How long should your keep your receipts submitted to the ATO at the end of the financial year?

five years
You need to keep records for five years (in most cases) from the date you lodge your tax return. Records may include income statements, payment summaries and receipts. You will receive documents that are important for doing your tax during the income year.

How far back do I need to keep business receipts?

three years
Always keep receipts, bank statements, invoices, payroll records, and any other documentary evidence that supports an item of income, deduction, or credit shown on your tax return. Most supporting documents need to be kept for at least three years.

What kind of records should I keep for gross receipts?

Documents for gross receipts include the following: Purchases are the items you buy and resell to customers. If you are a manufacturer or producer, this includes the cost of all raw materials or parts purchased for manufacture into finished products.

How long do you need to keep ATM receipts?

ATM receipts and deposit slips after they’ve been reconciled with your bank statement Monthly and quarterly bank statements if year-end statements are received Keep for Three Years Material that supports tax returns should be saved for three years.

Can a scanned receipt be uploaded to a cloud accounting system?

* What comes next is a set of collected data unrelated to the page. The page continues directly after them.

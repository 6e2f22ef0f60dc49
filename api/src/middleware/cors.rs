use axum::http::{HeaderName, HeaderValue, Method};
use tower_http::cors::CorsLayer;

pub const SESSION_HEADER: &str = "mcp-session-id";

const CONNECTOR_ORIGINS: &[&str] = &[
    "https://chatgpt.com",
    "https://chat.openai.com",
    "https://claude.ai",
];

/// Build a CORS layer for the configured origins plus the hosted connector
/// origins.
///
/// - Methods: GET, POST, DELETE, OPTIONS
/// - Headers: content negotiation, session id and the Grafana credential headers
/// - Exposed: `Mcp-Session-Id`
/// - Max age: 3600s
pub fn build_cors_layer(configured: &[String]) -> CorsLayer {
    let mut origin_values: Vec<String> = configured.to_vec();

    for connector_origin in CONNECTOR_ORIGINS {
        if !origin_values
            .iter()
            .any(|existing| existing.eq_ignore_ascii_case(connector_origin))
        {
            origin_values.push((*connector_origin).to_string());
        }
    }

    let origins: Vec<HeaderValue> = origin_values
        .into_iter()
        .filter_map(|origin| origin.parse::<HeaderValue>().ok())
        .collect();

    CorsLayer::new()
        .allow_origin(origins)
        .allow_methods([Method::GET, Method::POST, Method::DELETE, Method::OPTIONS])
        .allow_headers([
            HeaderName::from_static("authorization"),
            HeaderName::from_static("content-type"),
            HeaderName::from_static("accept"),
            HeaderName::from_static(SESSION_HEADER),
            HeaderName::from_static("x-grafana-url"),
            HeaderName::from_static("x-grafana-api-key"),
            HeaderName::from_static("x-access-token"),
            HeaderName::from_static("x-grafana-id"),
        ])
        .expose_headers([HeaderName::from_static(SESSION_HEADER)])
        .allow_credentials(true)
        .max_age(std::time::Duration::from_secs(3600))
}
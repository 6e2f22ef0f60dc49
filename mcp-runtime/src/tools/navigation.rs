use grafana_mcp_core::envelope::EnvelopeSpec;
use grafana_mcp_core::error::{Error, Result};
use serde_json::{Map, Value, json};
use url::form_urlencoded;

use crate::args::{
    arg_optional_object, arg_optional_string, arg_optional_u64, echo, path_segment,
    required_string,
};
use crate::registry::{ParamKind, ParamSpec, ToolContext, ToolDescriptor, ToolFuture};

pub const DEEPLINK: EnvelopeSpec = EnvelopeSpec::object("deeplink");

pub fn descriptors() -> Vec<ToolDescriptor> {
    vec![
        ToolDescriptor::new(
            "generate_deeplink",
            "Generate navigation deeplink",
            "Generate a Grafana URL for a dashboard, a single panel or the Explore view, with an \
             optional time range and extra query parameters.",
            DEEPLINK,
            generate_deeplink,
        )
        .with_param(ParamSpec::required(
            "resourceType",
            ParamKind::String,
            "One of 'dashboard', 'panel' or 'explore'",
        ))
        .with_param(ParamSpec::optional(
            "dashboardUid",
            ParamKind::String,
            "Dashboard UID (dashboard and panel links)",
        ))
        .with_param(ParamSpec::optional(
            "datasourceUid",
            ParamKind::String,
            "Datasource UID (explore links)",
        ))
        .with_param(ParamSpec::optional(
            "panelId",
            ParamKind::Integer,
            "Panel ID (panel links)",
        ))
        .with_param(ParamSpec::optional(
            "timeRange",
            ParamKind::Object,
            "{\"from\": \"now-1h\", \"to\": \"now\"}",
        ))
        .with_param(ParamSpec::optional(
            "queryParams",
            ParamKind::Object,
            "Extra query parameters appended to the link",
        )),
    ]
}

#[derive(Clone, Copy, Debug, PartialEq, Eq)]
enum Resource {
    Dashboard,
    Panel,
    Explore,
}

impl Resource {
    fn parse(raw: &str) -> Result<Self> {
        match raw.to_ascii_lowercase().as_str() {
            "dashboard" => Ok(Self::Dashboard),
            "panel" => Ok(Self::Panel),
            "explore" => Ok(Self::Explore),
            _ => Err(Error::validation(
                "resourceType",
                "unsupported resource type; expected dashboard, panel or explore",
            )),
        }
    }
}

fn append_query(link: &mut String, pairs: &[(String, String)]) {
    if pairs.is_empty() {
        return;
    }
    let encoded = form_urlencoded::Serializer::new(String::new())
        .extend_pairs(pairs)
        .finish();
    link.push(if link.contains('?') { '&' } else { '?' });
    link.push_str(&encoded);
}

fn query_pairs(
    object: Option<&Map<String, Value>>,
    keys: Option<&[&str]>,
) -> Vec<(String, String)> {
    let Some(object) = object else {
        return Vec::new();
    };
    object
        .iter()
        .filter(|(key, _)| keys.is_none_or(|keys| keys.contains(&key.as_str())))
        .filter_map(|(key, value)| match value {
            Value::Null => None,
            Value::String(text) if text.trim().is_empty() => None,
            Value::String(text) => Some((key.clone(), text.clone())),
            other => Some((key.clone(), other.to_string())),
        })
        .collect()
}

/// Build the link against `base_url`; pure so it can be tested directly.
fn build_deeplink(base_url: &str, args: &Map<String, Value>) -> Result<String> {
    let base = base_url.trim_end_matches('/');
    let resource = Resource::parse(&required_string(args, "resourceType")?)?;
    let dashboard_uid = arg_optional_string(args, "dashboardUid")?;
    let datasource_uid = arg_optional_string(args, "datasourceUid")?;
    let panel_id = arg_optional_u64(args, "panelId")?;

    let mut link = match (resource, dashboard_uid, panel_id) {
        (Resource::Dashboard, Some(uid), _) => {
            format!("{base}/d/{}", path_segment("dashboardUid", &uid)?)
        }
        (Resource::Dashboard, None, _) => {
            return Err(Error::validation(
                "dashboardUid",
                "dashboardUid is required for dashboard links",
            ));
        }
        (Resource::Panel, Some(uid), Some(panel)) => {
            format!("{base}/d/{}?viewPanel={panel}", path_segment("dashboardUid", &uid)?)
        }
        (Resource::Panel, None, _) => {
            return Err(Error::validation(
                "dashboardUid",
                "dashboardUid and panelId are required for panel links",
            ));
        }
        (Resource::Panel, Some(_), None) => {
            return Err(Error::validation(
                "panelId",
                "dashboardUid and panelId are required for panel links",
            ));
        }
        (Resource::Explore, _, _) => {
            let uid = datasource_uid.ok_or_else(|| {
                Error::validation("datasourceUid", "datasourceUid is required for Explore links")
            })?;
            let left = json!({"datasource": uid}).to_string();
            let mut link = format!("{base}/explore");
            append_query(&mut link, &[("left".to_string(), left)]);
            link
        }
    };

    let time_range = arg_optional_object(args, "timeRange")?;
    append_query(&mut link, &query_pairs(time_range, Some(&["from", "to"])));
    let extra = arg_optional_object(args, "queryParams")?;
    append_query(&mut link, &query_pairs(extra, None));
    Ok(link)
}

fn generate_deeplink<'a>(ctx: &'a ToolContext, args: &'a Map<String, Value>) -> ToolFuture<'a> {
    Box::pin(async move {
        let link = build_deeplink(ctx.client().config().base_url_str(), args)?;
        Ok(ctx.respond(
            Value::String(link),
            echo([(
                "resourceType",
                args.get("resourceType").cloned().unwrap_or(Value::Null),
            )]),
        ))
    })
}
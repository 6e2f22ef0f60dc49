//! HTTP transports for the Grafana MCP server.
//!
//! [`router`] builds the axum application for one transport (event stream or
//! streamable HTTP) around a shared [`AppState`]; [`serve`] runs it on a
//! listener until the lifecycle reaches `ShuttingDown`, then drains for at
//! most the configured grace period.

use std::future::IntoFuture;
use std::sync::Arc;

use axum::Router;
use grafana_mcp_core::error::{Error, Result};
use grafana_mcp_runtime::lifecycle::{Lifecycle, ServerState, shutdown_requested};
use tokio::net::TcpListener;
use tower::ServiceBuilder;
use tower_http::trace::TraceLayer;

pub mod error;
pub mod middleware;
pub mod routes;
pub mod sessions;
pub mod settings;
pub mod shutdown;
pub mod state;

pub use settings::{HttpTransport, TransportSettings};
pub use state::AppState;

use settings::REAP_INTERVAL;

pub fn router(state: AppState) -> Router {
    let settings = Arc::clone(&state.settings);
    let transport_routes = match settings.transport {
        HttpTransport::Sse => {
            routes::sse::router(&settings.sse_path(), &settings.message_path())
        }
        HttpTransport::StreamableHttp => routes::streamable::router(&settings.streamable_path),
    };

    Router::new()
        .merge(routes::health::router(&settings.health_path()))
        .merge(transport_routes)
        .layer(
            ServiceBuilder::new()
                .layer(TraceLayer::new_for_http())
                .layer(middleware::cors::build_cors_layer(&settings.cors_origins)),
        )
        .with_state(state)
}

pub async fn bind(settings: &TransportSettings) -> Result<TcpListener> {
    TcpListener::bind(&settings.address).await.map_err(|err| {
        Error::config(format!("cannot listen on {}: {err}", settings.address))
    })
}

/// Serve until shutdown is requested through the lifecycle.
pub async fn serve(state: AppState, listener: TcpListener) -> Result<()> {
    let lifecycle = Arc::clone(&state.lifecycle);
    let settings = Arc::clone(&state.settings);
    let sessions = Arc::clone(&state.sessions);

    if lifecycle.transition(ServerState::Listening).is_err() {
        tracing::info!(event = "http.not_started", state = lifecycle.state().as_str());
        return Ok(());
    }

    let reaper = (settings.transport == HttpTransport::StreamableHttp).then(|| {
        sessions::spawn_reaper(
            Arc::clone(&sessions),
            settings.session_idle,
            REAP_INTERVAL,
            lifecycle.subscribe(),
        )
    });

    tracing::info!(
        event = "http.listening",
        address = %settings.address,
        transport = settings.transport.as_str(),
        base_path = %settings.base_path,
    );

    let server = axum::serve(listener, router(state))
        .with_graceful_shutdown(shutdown_requested(lifecycle.subscribe()))
        .into_future();
    let grace = settings.graceful_shutdown;
    let deadline = {
        let state = lifecycle.subscribe();
        async move {
            shutdown_requested(state).await;
            tokio::time::sleep(grace).await;
        }
    };

    let outcome = tokio::select! {
        result = server => result.map_err(|err| Error::Internal(format!("HTTP server failed: {err}"))),
        _ = deadline => {
            tracing::warn!(
                event = "http.grace_period_elapsed",
                grace_secs = grace.as_secs(),
                open = sessions.len(),
            );
            Ok(())
        }
    };

    let closed = sessions.close_all();
    if let Some(reaper) = reaper {
        reaper.abort();
    }
    mark_stopped(&lifecycle);
    tracing::info!(event = "http.stopped", closed_sessions = closed);
    outcome
}

/// Finish the lifecycle. Returns false when something else already moved it
/// past `ShuttingDown`.
fn mark_stopped(lifecycle: &Lifecycle) -> bool {
    lifecycle.begin_shutdown();
    match lifecycle.transition(ServerState::Stopped) {
        Ok(()) => true,
        Err(err) => {
            tracing::warn!(
                event = "http.stop_transition_failed",
                state = lifecycle.state().as_str(),
                error = %err,
            );
            false
        }
    }
}
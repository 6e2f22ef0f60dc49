use grafana_mcp_core::envelope::EnvelopeSpec;
use grafana_mcp_core::error::{Error, Result};
use reqwest::Method;
use serde_json::{Map, Value, json};
use url::Url;

use crate::args::{arg_optional_string, arg_optional_u64, echo, path_segment, required_string};
use crate::capabilities::{Capability, IRM_PLUGIN_ID};
use crate::client::AuthStyle;
use crate::registry::{ParamKind, ParamSpec, ToolContext, ToolDescriptor, ToolFuture};
use crate::tools::not_found_as;

pub const SCHEDULES: EnvelopeSpec = EnvelopeSpec::new("oncall_schedules_result", "schedules");
pub const SHIFT: EnvelopeSpec = EnvelopeSpec::object("oncall_shift");
pub const CURRENT_USERS: EnvelopeSpec = EnvelopeSpec::object("oncall_current_users");
pub const TEAMS: EnvelopeSpec = EnvelopeSpec::new("oncall_teams_result", "teams");
pub const USERS: EnvelopeSpec = EnvelopeSpec::new("oncall_users_result", "users");

pub fn descriptors() -> Vec<ToolDescriptor> {
    let page = || ParamSpec::optional("page", ParamKind::Integer, "Page number");
    vec![
        ToolDescriptor::new(
            "list_oncall_schedules",
            "List OnCall schedules",
            "List Grafana OnCall schedules, optionally filtered by team, or fetch one schedule \
             by ID.",
            SCHEDULES,
            list_oncall_schedules,
        )
        .with_capability(Capability::OnCall)
        .with_param(ParamSpec::optional(
            "scheduleId",
            ParamKind::String,
            "Return only this schedule",
        ))
        .with_param(ParamSpec::optional(
            "teamId",
            ParamKind::String,
            "Only schedules owned by this team",
        ))
        .with_param(page()),
        ToolDescriptor::new(
            "get_oncall_shift",
            "Get OnCall shift",
            "Retrieve details for a specific OnCall shift by ID.",
            SHIFT,
            get_oncall_shift,
        )
        .with_capability(Capability::OnCall)
        .with_param(ParamSpec::required("shiftId", ParamKind::String, "Shift ID")),
        ToolDescriptor::new(
            "get_current_oncall_users",
            "Get current OnCall users",
            "Return the users currently on call for a schedule.",
            CURRENT_USERS,
            get_current_oncall_users,
        )
        .with_capability(Capability::OnCall)
        .with_param(ParamSpec::required(
            "scheduleId",
            ParamKind::String,
            "Schedule ID",
        )),
        ToolDescriptor::new(
            "list_oncall_teams",
            "List OnCall teams",
            "List teams configured in Grafana OnCall.",
            TEAMS,
            list_oncall_teams,
        )
        .with_capability(Capability::OnCall)
        .with_param(page()),
        ToolDescriptor::new(
            "list_oncall_users",
            "List OnCall users",
            "List Grafana OnCall users, filter by username, or fetch one user by ID.",
            USERS,
            list_oncall_users,
        )
        .with_capability(Capability::OnCall)
        .with_param(ParamSpec::optional(
            "userId",
            ParamKind::String,
            "Return only this user",
        ))
        .with_param(ParamSpec::optional(
            "username",
            ParamKind::String,
            "Exact username",
        ))
        .with_param(page()),
    ]
}

/// Normalize the plugin's configured OnCall URL to `<url>/api/v1/`.
fn normalize_api_url(raw: &str) -> Result<Url> {
    let trimmed = raw.trim().trim_end_matches('/');
    let base = if trimmed.ends_with("/api/v1") {
        format!("{trimmed}/")
    } else {
        format!("{trimmed}/api/v1/")
    };
    Url::parse(&base).map_err(|err| Error::config(format!("invalid OnCall API URL {base}: {err}")))
}

/// OnCall runs as a separate service; the IRM plugin settings say where.
async fn oncall_api_url(ctx: &ToolContext) -> Result<Url> {
    let settings = ctx
        .client()
        .get_json(&format!("/plugins/{IRM_PLUGIN_ID}/settings"), &[])
        .await?;
    let raw = settings
        .pointer("/jsonData/onCallApiUrl")
        .and_then(Value::as_str)
        .filter(|url| !url.trim().is_empty())
        .ok_or_else(|| {
            Error::config("OnCall API URL is not configured in the IRM plugin settings")
        })?;
    normalize_api_url(raw)
}

async fn oncall_get(
    ctx: &ToolContext,
    base: &Url,
    path: &str,
    query: &[(String, String)],
) -> Result<Value> {
    let url = base
        .join(path)
        .map_err(|err| Error::Internal(format!("invalid OnCall path {path}: {err}")))?;
    ctx.client()
        .send_url_request(Method::GET, url, query, None, AuthStyle::OnCall)
        .await
}

/// Items of a paginated OnCall list body.
fn results(payload: Value) -> Result<Vec<Value>> {
    match payload {
        Value::Object(mut body) => match body.remove("results") {
            Some(Value::Array(items)) => Ok(items),
            None | Some(Value::Null) => Ok(Vec::new()),
            Some(_) => Err(Error::ToolExecution(
                "unexpected OnCall list response".to_string(),
            )),
        },
        Value::Array(items) => Ok(items),
        _ => Err(Error::ToolExecution(
            "unexpected OnCall list response".to_string(),
        )),
    }
}

fn page_query(page: Option<u64>) -> Vec<(String, String)> {
    page.map(|page| vec![("page".to_string(), page.to_string())])
        .unwrap_or_default()
}

fn summarize_schedule(schedule: &Value) -> Value {
    let shifts: Vec<Value> = schedule
        .get("shifts")
        .and_then(Value::as_array)
        .map(|shifts| {
            shifts
                .iter()
                .map(|shift| match shift {
                    Value::String(id) => Value::String(id.clone()),
                    other => Value::String(other.to_string()),
                })
                .collect()
        })
        .unwrap_or_default();
    json!({
        "id": schedule.get("id"),
        "name": schedule.get("name"),
        "teamId": schedule.get("team_id"),
        "timezone": schedule.get("time_zone"),
        "shifts": shifts,
    })
}

fn list_oncall_schedules<'a>(ctx: &'a ToolContext, args: &'a Map<String, Value>) -> ToolFuture<'a> {
    Box::pin(async move {
        let schedule_id = arg_optional_string(args, "scheduleId")?;
        let team_id = arg_optional_string(args, "teamId")?;
        let page = arg_optional_u64(args, "page")?;
        let base = oncall_api_url(ctx).await?;

        let schedules = match &schedule_id {
            Some(id) => {
                let path = format!("schedules/{}/", path_segment("scheduleId", id)?);
                let schedule = oncall_get(ctx, &base, &path, &[]).await.map_err(|err| {
                    not_found_as(err, || format!("OnCall schedule '{id}' not found"))
                })?;
                vec![summarize_schedule(&schedule)]
            }
            None => {
                let mut query = page_query(page);
                if let Some(team) = &team_id {
                    query.push(("team_id".to_string(), team.clone()));
                }
                results(oncall_get(ctx, &base, "schedules/", &query).await?)?
                    .iter()
                    .map(summarize_schedule)
                    .collect()
            }
        };

        Ok(ctx.respond(
            Value::Array(schedules),
            echo([
                ("schedule_id", json!(schedule_id)),
                ("team_id", json!(team_id)),
                ("page", json!(page)),
            ]),
        ))
    })
}

fn get_oncall_shift<'a>(ctx: &'a ToolContext, args: &'a Map<String, Value>) -> ToolFuture<'a> {
    Box::pin(async move {
        let shift_id = required_string(args, "shiftId")?;
        let base = oncall_api_url(ctx).await?;
        let path = format!("on_call_shifts/{}/", path_segment("shiftId", &shift_id)?);
        let shift = oncall_get(ctx, &base, &path, &[])
            .await
            .map_err(|err| not_found_as(err, || format!("OnCall shift '{shift_id}' not found")))?;
        Ok(ctx.respond(shift, echo([("shiftId", Value::String(shift_id))])))
    })
}

fn get_current_oncall_users<'a>(
    ctx: &'a ToolContext,
    args: &'a Map<String, Value>,
) -> ToolFuture<'a> {
    Box::pin(async move {
        let schedule_id = required_string(args, "scheduleId")?;
        let base = oncall_api_url(ctx).await?;
        let path = format!("schedules/{}/", path_segment("scheduleId", &schedule_id)?);
        let schedule = oncall_get(ctx, &base, &path, &[]).await.map_err(|err| {
            not_found_as(err, || format!("OnCall schedule '{schedule_id}' not found"))
        })?;

        let on_call: Vec<String> = schedule
            .get("on_call_now")
            .and_then(Value::as_array)
            .map(|ids| {
                ids.iter()
                    .filter_map(Value::as_str)
                    .map(str::to_string)
                    .collect()
            })
            .unwrap_or_default();
        let mut users = Vec::with_capacity(on_call.len());
        for user_id in &on_call {
            let path = format!("users/{}/", path_segment("userId", user_id)?);
            match oncall_get(ctx, &base, &path, &[]).await {
                Ok(user) => users.push(user),
                Err(err) => {
                    tracing::warn!(
                        event = "oncall.user_lookup_failed",
                        user_id = %user_id,
                        error = %err,
                    );
                }
            }
        }

        Ok(ctx.respond(
            json!({
                "scheduleId": schedule_id,
                "scheduleName": schedule.get("name"),
                "users": users,
            }),
            Map::new(),
        ))
    })
}

fn list_oncall_teams<'a>(ctx: &'a ToolContext, args: &'a Map<String, Value>) -> ToolFuture<'a> {
    Box::pin(async move {
        let page = arg_optional_u64(args, "page")?;
        let base = oncall_api_url(ctx).await?;
        let teams = results(oncall_get(ctx, &base, "teams/", &page_query(page)).await?)?;
        Ok(ctx.respond(Value::Array(teams), echo([("page", json!(page))])))
    })
}

fn list_oncall_users<'a>(ctx: &'a ToolContext, args: &'a Map<String, Value>) -> ToolFuture<'a> {
    Box::pin(async move {
        let user_id = arg_optional_string(args, "userId")?;
        let username = arg_optional_string(args, "username")?;
        let page = arg_optional_u64(args, "page")?;
        let base = oncall_api_url(ctx).await?;

        if let Some(id) = user_id {
            let path = format!("users/{}/", path_segment("userId", &id)?);
            let user = oncall_get(ctx, &base, &path, &[])
                .await
                .map_err(|err| not_found_as(err, || format!("OnCall user '{id}' not found")))?;
            return Ok(ctx.respond(json!([user]), echo([("user_id", Value::String(id))])));
        }

        let mut query = page_query(page);
        if let Some(name) = &username {
            query.push(("username".to_string(), name.clone()));
        }
        let users = results(oncall_get(ctx, &base, "users/", &query).await?)?;
        Ok(ctx.respond(
            Value::Array(users),
            echo([("username", json!(username)), ("page", json!(page))]),
        ))
    })
}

If you’re using a cloud accounting system, most will allow you to attach scanned receipts to your transaction. This makes it easier for checking as everything is in one place. Many cloud systems have a dedicated email address you can use to forward and upload invoices that you receive via email.

How long to keep financial Docs?

While Leeds says there are financial documents you should keep for life, most can be held three years or less. Here are some quick guidelines on how long to hold the most common small business financial documents: Unless it shows proof of a deductible expense, many documents and receipts can be shredded monthly or annually, says Leeds.